(TASK REQUIREMENTS) Where the string "struct" occurs in a line of the data below, that line should be copied.

Collected data:

★ ★ ★ ★

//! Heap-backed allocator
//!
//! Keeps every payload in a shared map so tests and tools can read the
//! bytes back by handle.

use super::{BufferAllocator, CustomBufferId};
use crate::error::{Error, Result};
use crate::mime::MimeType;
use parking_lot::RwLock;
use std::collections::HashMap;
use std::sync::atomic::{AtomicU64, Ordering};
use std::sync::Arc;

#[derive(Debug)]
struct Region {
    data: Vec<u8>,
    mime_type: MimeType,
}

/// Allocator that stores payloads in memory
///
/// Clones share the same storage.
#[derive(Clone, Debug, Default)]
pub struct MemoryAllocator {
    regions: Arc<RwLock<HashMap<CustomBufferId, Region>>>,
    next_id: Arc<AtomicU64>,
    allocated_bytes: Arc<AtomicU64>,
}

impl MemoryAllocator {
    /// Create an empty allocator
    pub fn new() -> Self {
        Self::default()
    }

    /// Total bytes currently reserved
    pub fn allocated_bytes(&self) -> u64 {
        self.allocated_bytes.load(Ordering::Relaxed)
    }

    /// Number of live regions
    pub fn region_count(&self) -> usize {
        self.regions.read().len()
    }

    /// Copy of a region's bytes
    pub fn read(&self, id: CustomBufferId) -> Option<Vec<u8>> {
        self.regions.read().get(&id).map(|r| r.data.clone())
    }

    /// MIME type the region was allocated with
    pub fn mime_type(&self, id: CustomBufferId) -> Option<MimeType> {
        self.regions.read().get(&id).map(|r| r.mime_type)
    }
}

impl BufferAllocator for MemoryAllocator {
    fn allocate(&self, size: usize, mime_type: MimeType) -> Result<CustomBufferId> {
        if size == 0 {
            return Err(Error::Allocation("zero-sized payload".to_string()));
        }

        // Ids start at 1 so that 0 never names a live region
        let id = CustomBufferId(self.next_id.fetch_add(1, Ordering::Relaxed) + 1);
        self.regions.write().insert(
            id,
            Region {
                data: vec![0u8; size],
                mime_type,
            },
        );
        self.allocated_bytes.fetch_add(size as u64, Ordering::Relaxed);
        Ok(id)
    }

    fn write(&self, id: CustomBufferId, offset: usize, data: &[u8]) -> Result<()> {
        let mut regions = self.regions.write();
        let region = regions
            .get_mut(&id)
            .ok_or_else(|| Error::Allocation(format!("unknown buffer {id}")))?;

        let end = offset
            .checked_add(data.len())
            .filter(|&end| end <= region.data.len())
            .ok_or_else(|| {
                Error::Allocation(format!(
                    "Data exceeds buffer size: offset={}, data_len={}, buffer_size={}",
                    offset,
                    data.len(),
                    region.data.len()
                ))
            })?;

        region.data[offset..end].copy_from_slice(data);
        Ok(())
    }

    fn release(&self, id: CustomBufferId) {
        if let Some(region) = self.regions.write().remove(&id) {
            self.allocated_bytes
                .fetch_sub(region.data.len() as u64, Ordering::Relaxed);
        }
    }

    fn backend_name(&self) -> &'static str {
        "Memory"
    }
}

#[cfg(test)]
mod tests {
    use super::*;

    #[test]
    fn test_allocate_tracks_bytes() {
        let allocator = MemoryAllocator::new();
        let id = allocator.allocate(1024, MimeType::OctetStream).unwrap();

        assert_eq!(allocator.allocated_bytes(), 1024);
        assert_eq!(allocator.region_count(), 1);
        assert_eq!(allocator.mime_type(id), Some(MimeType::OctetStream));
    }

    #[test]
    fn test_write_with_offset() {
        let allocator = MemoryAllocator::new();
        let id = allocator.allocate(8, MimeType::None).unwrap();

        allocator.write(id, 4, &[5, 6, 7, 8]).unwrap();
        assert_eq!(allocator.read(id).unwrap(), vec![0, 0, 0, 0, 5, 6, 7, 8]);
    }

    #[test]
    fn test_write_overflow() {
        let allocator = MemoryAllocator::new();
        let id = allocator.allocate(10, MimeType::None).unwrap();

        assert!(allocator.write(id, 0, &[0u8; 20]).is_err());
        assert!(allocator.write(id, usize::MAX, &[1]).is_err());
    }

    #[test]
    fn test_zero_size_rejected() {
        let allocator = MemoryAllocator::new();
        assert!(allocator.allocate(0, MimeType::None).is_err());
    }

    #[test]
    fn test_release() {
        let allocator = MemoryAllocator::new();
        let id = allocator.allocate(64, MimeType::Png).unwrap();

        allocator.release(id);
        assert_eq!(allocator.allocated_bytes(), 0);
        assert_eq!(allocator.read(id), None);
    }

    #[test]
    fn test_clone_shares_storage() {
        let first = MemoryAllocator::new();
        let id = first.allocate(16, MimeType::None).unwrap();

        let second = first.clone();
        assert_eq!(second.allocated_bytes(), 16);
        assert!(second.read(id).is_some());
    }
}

★ ★ ★ ★

(THE COMPLETED TASK)
struct Region {
pub struct MemoryAllocator {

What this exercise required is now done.